When it comes to storing carbon, scientists have put a price tag on the value of mangroves in Everglades National Park and it’s in the billions.

Based on a scientific cost estimate, the stored carbon is worth between $2 billion and $3.4 billion, the researchers found. It is a relatively small price when considering the cost to society if the carbon currently stored in these mangroves were ever released into the atmosphere, according to the scientists.

“Although the Everglades National Park is a protected national treasure, the National Parks Service doesn’t have much control over freshwater flowing into the park,” said Mahadev Bhat, co-author of the study and professor in the Department of Earth and Environment. “If there isn’t enough freshwater flowing through the Everglades, we may eventually lose some of the mangroves. And once you let stored carbon out, that same carbon can lead to increased global warming and cost society a lot more.”

In addition to removing excess carbon dioxide from the air, mangroves provide a variety of other benefits, including flood control, storm protection and maintaining water quality.
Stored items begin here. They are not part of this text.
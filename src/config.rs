use std::env;
use std::time::Duration;

use anyhow::{Context, Result};

use crate::catalog::http::DEFAULT_SOURCE_URL;
use crate::corpus::coordinator::CoordinatorSettings;
use crate::ranking::ranker::{RankOptions, DEFAULT_TOP_K, MAX_TOP_K};

/// Where product records are read from.
#[derive(Debug, Clone, PartialEq)]
pub enum SourceBackend {
    /// JSON product records over HTTP (default)
    Http,
    /// JSON product records on the local filesystem
    File,
}

/// Central configuration loaded from environment variables.
///
/// The .env file is loaded automatically at startup via dotenvy. CLI flags
/// override individual fields after loading.
#[derive(Debug, Clone)]
pub struct Config {
    pub source_backend: SourceBackend,
    /// Base URL that relative HTTP locators are resolved against
    pub source_url: String,
    pub fetch_timeout: Duration,
    pub top_k: usize,
    /// Keep the target product in its own recommendation list
    pub include_self: bool,
    pub remove_stop_words: bool,
    pub export_path: String,
    /// Fetch attempts per update command
    pub max_attempts: u32,
    pub retry_delay: Duration,
}

impl Default for Config {
    fn default() -> Self {
        Self {
            source_backend: SourceBackend::Http,
            source_url: DEFAULT_SOURCE_URL.to_string(),
            fetch_timeout: Duration::from_secs(30),
            top_k: DEFAULT_TOP_K,
            include_self: true,
            remove_stop_words: false,
            export_path: "output/recommendations.txt".to_string(),
            max_attempts: 1,
            retry_delay: Duration::from_millis(500),
        }
    }
}

impl Config {
    /// Load configuration from environment variables.
    ///
    /// Everything has a default; malformed numbers and booleans are errors
    /// rather than silently falling back.
    pub fn load() -> Result<Self> {
        let defaults = Self::default();

        Ok(Self {
            source_backend: parse_backend(env::var("REVIEWMATCH_SOURCE").ok().as_deref())?,
            source_url: env::var("REVIEWMATCH_SOURCE_URL").unwrap_or(defaults.source_url),
            fetch_timeout: Duration::from_secs(parse_var(
                "REVIEWMATCH_FETCH_TIMEOUT_SECS",
                defaults.fetch_timeout.as_secs(),
            )?),
            top_k: parse_var("REVIEWMATCH_TOP_K", defaults.top_k)?,
            include_self: parse_bool_var("REVIEWMATCH_INCLUDE_SELF", defaults.include_self)?,
            remove_stop_words: parse_bool_var(
                "REVIEWMATCH_STOP_WORDS",
                defaults.remove_stop_words,
            )?,
            export_path: env::var("REVIEWMATCH_EXPORT_PATH").unwrap_or(defaults.export_path),
            max_attempts: parse_var("REVIEWMATCH_MAX_ATTEMPTS", defaults.max_attempts)?.max(1),
            retry_delay: Duration::from_millis(parse_var(
                "REVIEWMATCH_RETRY_DELAY_MS",
                defaults.retry_delay.as_millis() as u64,
            )?),
        })
    }

    /// Check that `top_k` is within 1..=MAX_TOP_K.
    pub fn require_top_k(&self) -> Result<()> {
        if !(1..=MAX_TOP_K).contains(&self.top_k) {
            anyhow::bail!(
                "REVIEWMATCH_TOP_K must be between 1 and {MAX_TOP_K}, got {}.\n\
                 Set it in your .env file or pass --top-k.",
                self.top_k
            );
        }
        Ok(())
    }

    /// Pipeline settings for the coordinator.
    pub fn coordinator_settings(&self) -> CoordinatorSettings {
        CoordinatorSettings {
            rank: RankOptions {
                top_k: self.top_k,
                include_self: self.include_self,
            },
            remove_stop_words: self.remove_stop_words,
        }
    }
}

/// Unset means HTTP; anything other than "http" or "file" is an error.
fn parse_backend(raw: Option<&str>) -> Result<SourceBackend> {
    match raw.map(|r| r.trim().to_lowercase()).as_deref() {
        None | Some("http") => Ok(SourceBackend::Http),
        Some("file") => Ok(SourceBackend::File),
        Some(other) => anyhow::bail!(
            "REVIEWMATCH_SOURCE must be \"http\" or \"file\", got \"{other}\""
        ),
    }
}

fn parse_var<T>(name: &str, default: T) -> Result<T>
where
    T: std::str::FromStr,
    T::Err: std::error::Error + Send + Sync + 'static,
{
    match env::var(name) {
        Ok(raw) => raw
            .trim()
            .parse()
            .with_context(|| format!("{name} has an invalid value: {raw}")),
        Err(_) => Ok(default),
    }
}

fn parse_bool_var(name: &str, default: bool) -> Result<bool> {
    match env::var(name) {
        Ok(raw) => parse_bool(&raw).with_context(|| format!("{name} must be true or false")),
        Err(_) => Ok(default),
    }
}

fn parse_bool(raw: &str) -> Result<bool> {
    match raw.trim().to_lowercase().as_str() {
        "1" | "true" | "yes" | "y" | "on" => Ok(true),
        "0" | "false" | "no" | "n" | "off" => Ok(false),
        other => anyhow::bail!("not a boolean: {other}"),
    }
}

#[cfg(test)]
mod tests {
    use super::*;

    #[test]
    fn test_parse_bool() {
        assert!(parse_bool("TRUE").unwrap());
        assert!(parse_bool(" yes ").unwrap());
        assert!(!parse_bool("0").unwrap());
        assert!(parse_bool("maybe").is_err());
    }

    #[test]
    fn test_defaults_match_reference_behavior() {
        let config = Config::default();
        let settings = config.coordinator_settings();
        assert_eq!(settings.rank.top_k, 5);
        assert!(settings.rank.include_self);
        assert!(!settings.remove_stop_words);
        assert!(config.require_top_k().is_ok());
    }

    #[test]
    fn test_top_k_outside_range_rejected() {
        for top_k in [0, MAX_TOP_K + 1, 100] {
            let config = Config {
                top_k,
                ..Config::default()
            };
            assert!(config.require_top_k().is_err(), "top_k {top_k} accepted");
        }
        let config = Config {
            top_k: 1,
            ..Config::default()
        };
        assert!(config.require_top_k().is_ok());
    }

    #[test]
    fn test_parse_backend() {
        assert_eq!(parse_backend(None).unwrap(), SourceBackend::Http);
        assert_eq!(parse_backend(Some("http")).unwrap(), SourceBackend::Http);
        assert_eq!(parse_backend(Some(" File ")).unwrap(), SourceBackend::File);
        assert!(parse_backend(Some("fiel")).is_err());
        assert!(parse_backend(Some("")).is_err());
    }
}
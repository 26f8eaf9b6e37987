// Count vectorizer with a shared vocabulary.
//
// Text is lower-cased and split into tokens of two or more Unicode word
// characters.
// The vocabulary is sorted, so column order only depends on the set of terms.

use std::collections::{BTreeMap, BTreeSet, HashSet};

use regex::Regex;
use stop_words::{get, LANGUAGE};

/// Sparse term counts for one document: column -> count.
pub type TermCounts = BTreeMap<usize, u32>;

/// Vocabulary plus one sparse count vector per document.
#[derive(Debug, Clone, Default, PartialEq)]
pub struct TermMatrix {
    pub vocabulary: Vec<String>,
    pub rows: Vec<TermCounts>,
}

impl TermMatrix {
    /// Look up a term's column.
    pub fn column(&self, term: &str) -> Option<usize> {
        self.vocabulary.binary_search_by(|t| t.as_str().cmp(term)).ok()
    }
}

/// Tokenizes documents and counts terms against a vocabulary rebuilt per call.
pub struct CountVectorizer {
    token_pattern: Regex,
    stop_words: HashSet<String>,
}

impl Default for CountVectorizer {
    fn default() -> Self {
        Self::new(false)
    }
}

impl CountVectorizer {
    /// Create a vectorizer, optionally dropping English stop words.
    pub fn new(remove_stop_words: bool) -> Self {
        let stop_words = if remove_stop_words {
            get(LANGUAGE::English).into_iter().collect()
        } else {
            HashSet::new()
        };
        Self {
            token_pattern: Regex::new(r"\b\w\w+\b").expect("token pattern is a valid regex"),
            stop_words,
        }
    }

    /// Split a document into lower-cased tokens.
    pub fn tokenize(&self, text: &str) -> Vec<String> {
        let lower = text.to_lowercase();
        self.token_pattern
            .find_iter(&lower)
            .map(|m| m.as_str().to_string())
            .filter(|t| !self.stop_words.contains(t))
            .collect()
    }

    /// Build the vocabulary over all documents and count each document's terms.
    pub fn fit_transform(&self, documents: &[String]) -> TermMatrix {
        let tokenized: Vec<Vec<String>> = documents.iter().map(|d| self.tokenize(d)).collect();

        let vocabulary: Vec<String> = tokenized
            .iter()
            .flatten()
            .cloned()
            .collect::<BTreeSet<String>>()
            .into_iter()
            .collect();

        let column_of: BTreeMap<&str, usize> = vocabulary
            .iter()
            .enumerate()
            .map(|(i, t)| (t.as_str(), i))
            .collect();

        let rows = tokenized
            .iter()
            .map(|tokens| {
                let mut counts = TermCounts::new();
                for token in tokens {
                    if let Some(&col) = column_of.get(token.as_str()) {
                        *counts.entry(col).or_insert(0) += 1;
                    }
                }
                counts
            })
            .collect();

        TermMatrix { vocabulary, rows }
    }
}
// CorpusSnapshot — records, index, derived entries and matrix as one value.

use tracing::debug;

use super::index::{ProductIndex, Slot};
use crate::catalog::models::ProductRecord;
use crate::reviews::normalize::{self, NormalizedReviews};
use crate::sentiment::profile::SentimentProfile;
use crate::sentiment::traits::SentimentScorer;
use crate::similarity::indexer::SimilarityIndexer;
use crate::similarity::matrix::SimilarityMatrix;

/// Derived data for one indexed product.
#[derive(Debug, Clone, PartialEq)]
pub struct CorpusEntry {
    pub reviews: NormalizedReviews,
    pub sentiment: SentimentProfile,
}

/// A consistent view of the corpus: row i of every field is the same product.
#[derive(Debug, Clone, PartialEq)]
pub struct CorpusSnapshot {
    records: Vec<ProductRecord>,
    index: ProductIndex,
    entries: Vec<CorpusEntry>,
    matrix: SimilarityMatrix,
}

impl Default for CorpusSnapshot {
    fn default() -> Self {
        Self {
            records: Vec::new(),
            index: ProductIndex::new(),
            entries: Vec::new(),
            matrix: SimilarityMatrix::empty(),
        }
    }
}

impl CorpusSnapshot {
    /// Produce the next snapshot with `record` added or replaced.
    ///
    /// `self` is left untouched. All derived data is recomputed for every
    /// product, not just the incoming one.
    pub fn with_record(
        &self,
        record: ProductRecord,
        scorer: &dyn SentimentScorer,
        indexer: &SimilarityIndexer,
    ) -> (Self, Slot) {
        let mut records = self.records.clone();
        let mut index = self.index.clone();

        let slot = index.insert(&record.title);
        match slot {
            Slot::Appended(_) => records.push(record),
            Slot::Replaced(row) => records[row] = record,
        }

        let entries: Vec<CorpusEntry> = records
            .iter()
            .map(|r| {
                let reviews = normalize::normalize(&r.reviews);
                let sentiment = SentimentProfile::new(scorer.score_batch(reviews.as_slice()));
                CorpusEntry { reviews, sentiment }
            })
            .collect();

        let documents: Vec<String> = entries.iter().map(|e| e.reviews.document()).collect();
        let matrix = indexer.build(&documents).matrix;

        debug!(
            products = records.len(),
            slot = ?slot,
            "Built next corpus snapshot"
        );

        (
            Self {
                records,
                index,
                entries,
                matrix,
            },
            slot,
        )
    }

    pub fn index(&self) -> &ProductIndex {
        &self.index
    }

    pub fn matrix(&self) -> &SimilarityMatrix {
        &self.matrix
    }

    pub fn records(&self) -> &[ProductRecord] {
        &self.records
    }

    pub fn entries(&self) -> &[CorpusEntry] {
        &self.entries
    }

    pub fn len(&self) -> usize {
        self.records.len()
    }

    pub fn is_empty(&self) -> bool {
        self.records.is_empty()
    }

    /// Record and derived entry for a title, matched case-insensitively.
    pub fn get(&self, title: &str) -> Option<(&ProductRecord, &CorpusEntry)> {
        let row = self.index.position(title)?;
        Some((self.records.get(row)?, self.entries.get(row)?))
    }
}
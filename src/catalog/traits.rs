// Product source trait — the scraping collaborator's contract.
//
// Implementations may block on the network. The coordinator awaits a fetch
// to completion before touching any state, so a failed fetch mutates nothing.

use async_trait::async_trait;

use super::models::ProductRecord;
use crate::error::FetchError;

/// Something that can turn a locator (usually a URL) into a product record.
#[async_trait]
pub trait ProductSource: Send + Sync {
    /// Fetch one product record.
    async fn fetch(&self, locator: &str) -> Result<ProductRecord, FetchError>;
}
// SimilarityIndexer: product documents in, similarity matrix out.

use tracing::{debug, warn};

use super::matrix::SimilarityMatrix;
use super::vectorizer::{CountVectorizer, TermMatrix};

/// Result of one full index rebuild.
#[derive(Debug, Clone)]
pub struct SimilarityIndex {
    pub terms: TermMatrix,
    pub matrix: SimilarityMatrix,
}

/// Rebuilds the vector space and pairwise matrix from scratch on every call.
#[derive(Default)]
pub struct SimilarityIndexer {
    vectorizer: CountVectorizer,
}

impl SimilarityIndexer {
    pub fn new(remove_stop_words: bool) -> Self {
        Self {
            vectorizer: CountVectorizer::new(remove_stop_words),
        }
    }

    /// Index one joined review document per product, in matrix order.
    pub fn build(&self, documents: &[String]) -> SimilarityIndex {
        let terms = self.vectorizer.fit_transform(documents);
        let matrix = SimilarityMatrix::from_rows(&terms.rows);

        if !documents.is_empty() && matrix.is_degenerate() {
            warn!(
                products = documents.len(),
                "No review terms in corpus, all similarities are zero"
            );
        }

        debug!(
            products = matrix.dim(),
            vocabulary = terms.vocabulary.len(),
            "Rebuilt similarity index"
        );

        SimilarityIndex { terms, matrix }
    }
}
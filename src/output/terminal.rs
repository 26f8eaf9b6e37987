// Colored terminal output for recommendations, sentiment and ratings.
//
// This module only renders; every number it shows was computed elsewhere.

use colored::Colorize;

use crate::catalog::models::ProductRecord;
use crate::ranking::ranker::RecommendationResult;
use crate::sentiment::profile::{SentimentProfile, HISTOGRAM_BINS};

use super::export::{format_score, HEADER};

/// Display ranked recommendations using the export line format.
pub fn display_recommendations(result: &RecommendationResult) {
    println!("\n{}", HEADER.bold());
    if result.is_empty() {
        println!("  {}", "(no other products indexed yet)".dimmed());
        return;
    }
    for rec in result.iter() {
        let line = format!(
            "- {} (Similarity Score: {})",
            super::truncate_chars(&rec.title, 80),
            format_score(rec.score)
        );
        println!("{}", colorize_score(&line, rec.score));
    }
}

/// Display a product's sentiment summary and distribution.
pub fn display_sentiment(title: &str, profile: &SentimentProfile) {
    println!(
        "\n{}",
        format!("=== Sentiment for {} ({} reviews) ===", title, profile.len()).bold()
    );

    if profile.is_empty() {
        println!("  {}", "No reviews to score.".dimmed());
        return;
    }

    match profile.mean() {
        Some(mean) => println!("  Mean compound: {:+.3}", mean),
        None => println!("  Mean compound: {}", "n/a".dimmed()),
    }

    let (pos, neu, neg) = profile.polarity_counts();
    println!(
        "  {} positive  {} neutral  {} negative",
        pos.to_string().green(),
        neu.to_string().normal(),
        neg.to_string().red()
    );
    let degraded = profile.degraded_count();
    if degraded > 0 {
        println!(
            "  {} {} reviews could not be scored",
            "!".yellow(),
            degraded
        );
    }

    display_histogram(profile);
}

/// Ten-bin horizontal histogram of compound scores over [-1, 1].
pub fn display_histogram(profile: &SentimentProfile) {
    let bins = profile.histogram();
    let max = bins.iter().copied().max().unwrap_or(0).max(1);
    let bar_width: usize = 30;

    println!("\n  {}", "Sentiment Distribution".bold());
    for (i, &count) in bins.iter().enumerate() {
        let lower = SentimentProfile::bin_lower_edge(i);
        let upper = if i + 1 == HISTOGRAM_BINS {
            1.0
        } else {
            SentimentProfile::bin_lower_edge(i + 1)
        };
        let filled = (count * bar_width).div_ceil(max);
        let bar = "#".repeat(filled);
        let colored_bar = if upper <= 0.0 {
            bar.red()
        } else if lower >= 0.0 {
            bar.green()
        } else {
            bar.yellow()
        };
        println!(
            "  [{:+.1}, {:+.1}{} {:<width$} {}",
            lower,
            upper,
            if i + 1 == HISTOGRAM_BINS { "]" } else { ")" },
            colored_bar,
            count,
            width = bar_width
        );
    }
}

/// Mean rating per indexed product, as bars out of the highest mean.
pub fn display_ratings(records: &[ProductRecord]) {
    println!("\n{}", "=== Product Ratings ===".bold());
    if records.is_empty() {
        println!("  {}", "No products indexed.".dimmed());
        return;
    }

    let bar_width: usize = 20;
    let top = records
        .iter()
        .filter_map(|r| r.rating_summary().mean)
        .fold(0.0_f64, f64::max);

    for record in records {
        let summary = record.rating_summary();
        let title = super::truncate_chars(&record.title, 40);
        match summary.mean {
            Some(mean) => {
                let filled = if top > 0.0 {
                    ((mean / top) * bar_width as f64).round() as usize
                } else {
                    0
                };
                let bar = format!("[{}{}]", "=".repeat(filled), " ".repeat(bar_width - filled.min(bar_width)));
                println!(
                    "  {:<43} {} {:.2} ({} ratings, ${:.2})",
                    title,
                    bar.bright_blue(),
                    mean,
                    summary.count,
                    record.price
                );
            }
            None => println!("  {:<43} {}", title, "no ratings".dimmed()),
        }
    }
}

/// Distinctive review terms of a product.
pub fn display_key_terms(title: &str, terms: &[(String, f32)]) {
    if terms.is_empty() {
        return;
    }
    let list: Vec<&str> = terms.iter().map(|(t, _)| t.as_str()).collect();
    println!("\n  Key terms for {}: {}", title.bold(), list.join(", ").dimmed());
}

/// Brighter for closer matches.
fn colorize_score(line: &str, score: f64) -> colored::ColoredString {
    match score {
        s if s >= 0.75 => line.bright_green(),
        s if s >= 0.4 => line.green(),
        s if s > 0.0 => line.normal(),
        _ => line.dimmed(),
    }
}
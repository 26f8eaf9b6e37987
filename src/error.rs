// Error taxonomy for the recommendation core.
//
// Fetch failures abort a single update cycle. Lookup failures surface to the
// caller. Neither is allowed to touch the indexed corpus.

use thiserror::Error;

pub type Result<T> = std::result::Result<T, RecommendError>;

/// Errors that cross the core's public boundary.
#[derive(Debug, Error)]
pub enum RecommendError {
    #[error("fetch failed: {0}")]
    Fetch(#[from] FetchError),

    #[error("product not found in index: {title}")]
    NotFound { title: String },

    /// Ranking was requested against a matrix with no rows.
    #[error("corpus has no indexed products")]
    DegenerateInput,
}

/// Failures from the product source collaborator.
#[derive(Debug, Error)]
pub enum FetchError {
    #[error("network error: {0}")]
    Network(String),

    #[error("source returned status {status}: {message}")]
    Status { status: u16, message: String },

    #[error("malformed product record: {0}")]
    Malformed(String),

    #[error("io error: {0}")]
    Io(String),
}

impl From<reqwest::Error> for FetchError {
    fn from(err: reqwest::Error) -> Self {
        if err.is_decode() {
            FetchError::Malformed(err.to_string())
        } else {
            FetchError::Network(err.to_string())
        }
    }
}

impl From<std::io::Error> for FetchError {
    fn from(err: std::io::Error) -> Self {
        FetchError::Io(err.to_string())
    }
}

impl From<serde_json::Error> for FetchError {
    fn from(err: serde_json::Error) -> Self {
        FetchError::Malformed(err.to_string())
    }
}
// Product catalog boundary — where product records come from.
//
// The core never parses markup. A ProductSource hands back a fully formed
// ProductRecord or a FetchError; everything downstream is pure computation.

pub mod file;
pub mod http;
pub mod models;
pub mod traits;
The billion-dollar price tag reflects the cost to preserve the park’s mangroves and their ability to hold organic carbon intact by restoring freshwater flow to the areas that need it the most.

The mangrove forests of the Everglades National Park are the largest in the continental United States. Although protected, the Everglades is affected by sea level rise, hurricanes, changes in water flow and other environment events. Decreased funding for Everglades restoration is also problem.

“Preventing the loss of stored carbon in mangroves could become a critical component of the nation’s climate change mitigation strategies,” said Meenakshi Jerath, the lead author of the study and researcher in FIU’s Extreme Events Institute. Jerath also earned a master’s degree from the Department of Earth and Environment.

“Having an inventory of the stored organic carbon and its potential economic value is key to designing such strategies that secure funding to warrant their conservation and research work, and, more importantly, further awaken the public interest and understanding of the mangroves’ socioeconomic importance.”

The study was published in the journal of Environmental Science and Policy. The study was done in collaboration with researchers at Louisiana State University and the NASA Jet Propulsion Laboratory. It was funded by the National Science Foundation’s Water, Sustainability and Climate Program and the Florida Coastal Everglades Long Term Ecological Research Program.